### EXERCISE DESCRIPTION
Filter the data for lines with the word "SECRET", then copy every line so identified.

### AVAILABLE DATA
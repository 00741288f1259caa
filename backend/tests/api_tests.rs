//! Router tests that run without a live database
//!
//! The pool connects lazily, so only paths that reject a request before
//! touching storage are exercised here.

use axum::{
    body::{to_bytes, Body},
    http::{header, Request, StatusCode},
    Router,
};
use serde_json::{json, Value};
use tower::ServiceExt;

use coffee_tasting::{create_app, db, security, AppState, Config};

const SECRET: &str = "api-test-secret";

fn test_config(rate_limit_requests: &str) -> Config {
    Config::with_overrides([
        ("environment", "testing"),
        ("database_url_test", "postgresql://localhost:5432/coffee_tasting_test"),
        ("database_min_connections", "0"),
        ("supabase_jwt_secret", SECRET),
        ("rate_limit_requests", rate_limit_requests),
    ])
    .unwrap()
}

fn app_with(config: Config) -> Router {
    let pool = db::connect_lazy(&config).unwrap();
    create_app(AppState::new(pool, config))
}

fn app() -> Router {
    app_with(test_config("0"))
}

fn token() -> String {
    security::generate_access_token(
        SECRET,
        "HS256",
        "user-123",
        Some("taster@example.com"),
        "authenticated",
        chrono::Duration::hours(1),
    )
    .unwrap()
}

async fn json_body(response: axum::response::Response) -> Value {
    let bytes = to_bytes(response.into_body(), usize::MAX).await.unwrap();
    serde_json::from_slice(&bytes).unwrap()
}

fn post_json(uri: &str, body: Value, bearer: Option<&str>) -> Request<Body> {
    let mut builder = Request::builder()
        .method("POST")
        .uri(uri)
        .header(header::CONTENT_TYPE, "application/json");
    if let Some(token) = bearer {
        builder = builder.header(header::AUTHORIZATION, format!("Bearer {}", token));
    }
    builder.body(Body::from(body.to_string())).unwrap()
}

#[tokio::test]
async fn test_liveness() {
    let response = app()
        .oneshot(Request::get("/health").body(Body::empty()).unwrap())
        .await
        .unwrap();

    assert_eq!(response.status(), StatusCode::OK);
    let body = json_body(response).await;
    assert_eq!(body["status"], "healthy");
    assert_eq!(body["service"], "Coffee Tasting API");
    assert_eq!(body["environment"], "testing");
    assert!(body.get("database").is_none());
}

#[tokio::test]
async fn test_root_banner() {
    let response = app()
        .oneshot(Request::get("/").body(Body::empty()).unwrap())
        .await
        .unwrap();

    assert_eq!(response.status(), StatusCode::OK);
    let body = json_body(response).await;
    assert_eq!(body["message"], "Welcome to Coffee Tasting API");
    assert_eq!(body["health"], "/health");
}

#[tokio::test]
async fn test_create_roaster_requires_token() {
    let response = app()
        .oneshot(post_json(
            "/api/v1/roasters",
            json!({ "name": "Onyx" }),
            None,
        ))
        .await
        .unwrap();

    assert_eq!(response.status(), StatusCode::UNAUTHORIZED);
    assert_eq!(response.headers()[header::WWW_AUTHENTICATE], "Bearer");
    let body = json_body(response).await;
    assert_eq!(body["error"]["type"], "UnauthorizedError");
    assert_eq!(body["error"]["status_code"], 401);
}

#[tokio::test]
async fn test_invalid_token_rejected() {
    let response = app()
        .oneshot(post_json(
            "/api/v1/roasters",
            json!({ "name": "Onyx" }),
            Some("not-a-jwt"),
        ))
        .await
        .unwrap();

    assert_eq!(response.status(), StatusCode::UNAUTHORIZED);
    let body = json_body(response).await;
    assert_eq!(
        body["error"]["message"],
        "Invalid authentication credentials"
    );
}

#[tokio::test]
async fn test_invalid_body_is_422() {
    let token = token();
    let response = app()
        .oneshot(post_json(
            "/api/v1/roasters",
            json!({ "name": "" }),
            Some(&token),
        ))
        .await
        .unwrap();

    assert_eq!(response.status(), StatusCode::UNPROCESSABLE_ENTITY);
    let body = json_body(response).await;
    assert_eq!(body["error"]["type"], "ValidationError");
    assert_eq!(body["error"]["field"], "name");
}

#[tokio::test]
async fn test_malformed_json_is_422() {
    let token = token();
    let response = app()
        .oneshot(post_json(
            "/api/v1/tastings",
            json!({ "brew_method": "v60" }),
            Some(&token),
        ))
        .await
        .unwrap();

    assert_eq!(response.status(), StatusCode::UNPROCESSABLE_ENTITY);
}

#[tokio::test]
async fn test_tastings_require_token() {
    let response = app()
        .oneshot(
            Request::get("/api/v1/tastings")
                .body(Body::empty())
                .unwrap(),
        )
        .await
        .unwrap();

    assert_eq!(response.status(), StatusCode::UNAUTHORIZED);
}

#[tokio::test]
async fn test_recommendations_require_token() {
    let response = app()
        .oneshot(
            Request::get("/api/v1/recommendations/preferences")
                .body(Body::empty())
                .unwrap(),
        )
        .await
        .unwrap();

    assert_eq!(response.status(), StatusCode::UNAUTHORIZED);
}

#[tokio::test]
async fn test_list_query_bounds_validated() {
    let response = app()
        .oneshot(
            Request::get("/api/v1/coffees?limit=5000")
                .body(Body::empty())
                .unwrap(),
        )
        .await
        .unwrap();

    assert_eq!(response.status(), StatusCode::UNPROCESSABLE_ENTITY);
}

#[tokio::test]
async fn test_rate_limit_returns_429() {
    let app = app_with(test_config("1"));

    let first = app
        .clone()
        .oneshot(post_json("/api/v1/roasters", json!({ "name": "Onyx" }), None))
        .await
        .unwrap();
    assert_eq!(first.status(), StatusCode::UNAUTHORIZED);

    let second = app
        .oneshot(post_json("/api/v1/roasters", json!({ "name": "Onyx" }), None))
        .await
        .unwrap();
    assert_eq!(second.status(), StatusCode::TOO_MANY_REQUESTS);
    let body = json_body(second).await;
    assert_eq!(body["error"]["type"], "RateLimitError");
}

fn debug_app() -> Router {
    let mut config = test_config("0");
    config.debug = true;
    app_with(config)
}

#[tokio::test]
async fn test_openapi_document_served_in_debug() {
    let response = debug_app()
        .oneshot(
            Request::get("/api/v1/openapi.json")
                .body(Body::empty())
                .unwrap(),
        )
        .await
        .unwrap();

    assert_eq!(response.status(), StatusCode::OK);
    let body = json_body(response).await;
    assert_eq!(body["info"]["title"], "Coffee Tasting API");
    assert_eq!(body["servers"][0]["url"], "/api/v1");
    assert!(body["paths"]["/tastings/{id}/notes"]["post"].is_object());
    assert!(body["components"]["securitySchemes"]["bearer_auth"].is_object());
}

#[tokio::test]
async fn test_doc_pages_served_in_debug() {
    let app = debug_app();

    let swagger = app
        .clone()
        .oneshot(Request::get("/docs/").body(Body::empty()).unwrap())
        .await
        .unwrap();
    assert_eq!(swagger.status(), StatusCode::OK);

    let redoc = app
        .oneshot(Request::get("/redoc").body(Body::empty()).unwrap())
        .await
        .unwrap();
    assert_eq!(redoc.status(), StatusCode::OK);
}

#[tokio::test]
async fn test_docs_hidden_without_debug() {
    let app = app();

    let document = app
        .clone()
        .oneshot(
            Request::get("/api/v1/openapi.json")
                .body(Body::empty())
                .unwrap(),
        )
        .await
        .unwrap();
    assert_eq!(document.status(), StatusCode::NOT_FOUND);

    let docs = app
        .oneshot(Request::get("/docs/").body(Body::empty()).unwrap())
        .await
        .unwrap();
    assert_eq!(docs.status(), StatusCode::NOT_FOUND);
}

#[tokio::test]
async fn test_llm_client_lives_in_state() {
    let config = test_config("0");
    let pool = db::connect_lazy(&config).unwrap();
    assert!(AppState::new(pool.clone(), config).llm.is_none());

    let mut config = test_config("0");
    config.openai_api_key = Some("sk-test".to_string());
    config.openai_model = "llama3".to_string();
    let state = AppState::new(pool, config);

    let llm = state.llm.as_ref().unwrap();
    assert_eq!(llm.model(), "llama3");
    assert_eq!(state.clone().llm.unwrap().model(), "llama3");
}
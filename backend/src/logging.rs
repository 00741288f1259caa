//! Tracing subscriber setup

use tracing_subscriber::{fmt, layer::SubscriberExt, util::SubscriberInitExt, EnvFilter};

use crate::config::Config;

/// Default filter directives for a `LOG_LEVEL` value such as `INFO`
pub fn default_directives(log_level: &str) -> String {
    let level = log_level.trim().to_lowercase();
    format!(
        "coffee_tasting={level},coffee_tasting_server={level},tower_http={level},sqlx=warn"
    )
}

/// Install the global subscriber.
///
/// `RUST_LOG` wins over `LOG_LEVEL`. Production emits JSON lines.
pub fn init(config: &Config) {
    let filter = EnvFilter::try_from_default_env()
        .unwrap_or_else(|_| EnvFilter::new(default_directives(&config.log_level)));

    let registry = tracing_subscriber::registry().with(filter);

    if config.is_production() {
        registry.with(fmt::layer().json()).init();
    } else {
        registry.with(fmt::layer()).init();
    }
}
//! HTTP handlers for flavor tag endpoints

use axum::{
    extract::{Path, State},
    http::StatusCode,
    Json,
};
use uuid::Uuid;

use shared::schemas::{FlavorTagCreate, FlavorTagListQuery, FlavorTagListResponse, FlavorTagUpdate};

use crate::error::{AppResult, ErrorResponse};
use crate::extractors::{ValidatedJson, ValidatedQuery};
use crate::middleware::CurrentUser;
use crate::models::FlavorTag;
use crate::services::FlavorTagService;
use crate::AppState;

#[utoipa::path(
    get,
    path = "/flavor-tags",
    tag = "flavor-tags",
    params(FlavorTagListQuery),
    responses(
        (status = 200, description = "Paginated flavor tags", body = FlavorTagListResponse),
        (status = 422, description = "Validation failed", body = ErrorResponse)
    )
)]
pub async fn list_flavor_tags(
    State(state): State<AppState>,
    ValidatedQuery(query): ValidatedQuery<FlavorTagListQuery>,
) -> AppResult<Json<FlavorTagListResponse>> {
    let service = FlavorTagService::new(state.db);
    let response = service.list(&query).await?;
    Ok(Json(response))
}

#[utoipa::path(
    post,
    path = "/flavor-tags",
    tag = "flavor-tags",
    request_body = FlavorTagCreate,
    responses(
        (status = 201, description = "Flavor tag created, or a deleted tag of the same name restored", body = FlavorTag),
        (status = 401, description = "Missing or invalid token", body = ErrorResponse),
        (status = 409, description = "Name already taken", body = ErrorResponse),
        (status = 422, description = "Validation failed", body = ErrorResponse)
    ),
    security(("bearer_auth" = []))
)]
pub async fn create_flavor_tag(
    State(state): State<AppState>,
    current_user: CurrentUser,
    ValidatedJson(input): ValidatedJson<FlavorTagCreate>,
) -> AppResult<(StatusCode, Json<FlavorTag>)> {
    let service = FlavorTagService::new(state.db);
    let tag = service.create(input, current_user.id()).await?;
    Ok((StatusCode::CREATED, Json(tag)))
}

#[utoipa::path(
    get,
    path = "/flavor-tags/{id}",
    tag = "flavor-tags",
    params(("id" = Uuid, Path, description = "Flavor tag id")),
    responses(
        (status = 200, description = "Flavor tag", body = FlavorTag),
        (status = 404, description = "Flavor tag not found", body = ErrorResponse)
    )
)]
pub async fn get_flavor_tag(
    State(state): State<AppState>,
    Path(tag_id): Path<Uuid>,
) -> AppResult<Json<FlavorTag>> {
    let service = FlavorTagService::new(state.db);
    let tag = service.get(tag_id).await?;
    Ok(Json(tag))
}

#[utoipa::path(
    put,
    path = "/flavor-tags/{id}",
    tag = "flavor-tags",
    params(("id" = Uuid, Path, description = "Flavor tag id")),
    request_body = FlavorTagUpdate,
    responses(
        (status = 200, description = "Flavor tag updated", body = FlavorTag),
        (status = 401, description = "Missing or invalid token", body = ErrorResponse),
        (status = 404, description = "Flavor tag not found", body = ErrorResponse),
        (status = 409, description = "Name already taken", body = ErrorResponse),
        (status = 422, description = "Validation failed", body = ErrorResponse)
    ),
    security(("bearer_auth" = []))
)]
pub async fn update_flavor_tag(
    State(state): State<AppState>,
    current_user: CurrentUser,
    Path(tag_id): Path<Uuid>,
    ValidatedJson(input): ValidatedJson<FlavorTagUpdate>,
) -> AppResult<Json<FlavorTag>> {
    let service = FlavorTagService::new(state.db);
    let tag = service.update(tag_id, input, current_user.id()).await?;
    Ok(Json(tag))
}

#[utoipa::path(
    delete,
    path = "/flavor-tags/{id}",
    tag = "flavor-tags",
    params(("id" = Uuid, Path, description = "Flavor tag id")),
    responses(
        (status = 204, description = "Flavor tag deleted"),
        (status = 401, description = "Missing or invalid token", body = ErrorResponse),
        (status = 404, description = "Flavor tag not found", body = ErrorResponse)
    ),
    security(("bearer_auth" = []))
)]
pub async fn delete_flavor_tag(
    State(state): State<AppState>,
    current_user: CurrentUser,
    Path(tag_id): Path<Uuid>,
) -> AppResult<StatusCode> {
    let service = FlavorTagService::new(state.db);
    service.delete(tag_id, current_user.id()).await?;
    Ok(StatusCode::NO_CONTENT)
}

### SOLUTION
const SECRET: &str = "api-test-secret";
        ("supabase_jwt_secret", SECRET),
        SECRET,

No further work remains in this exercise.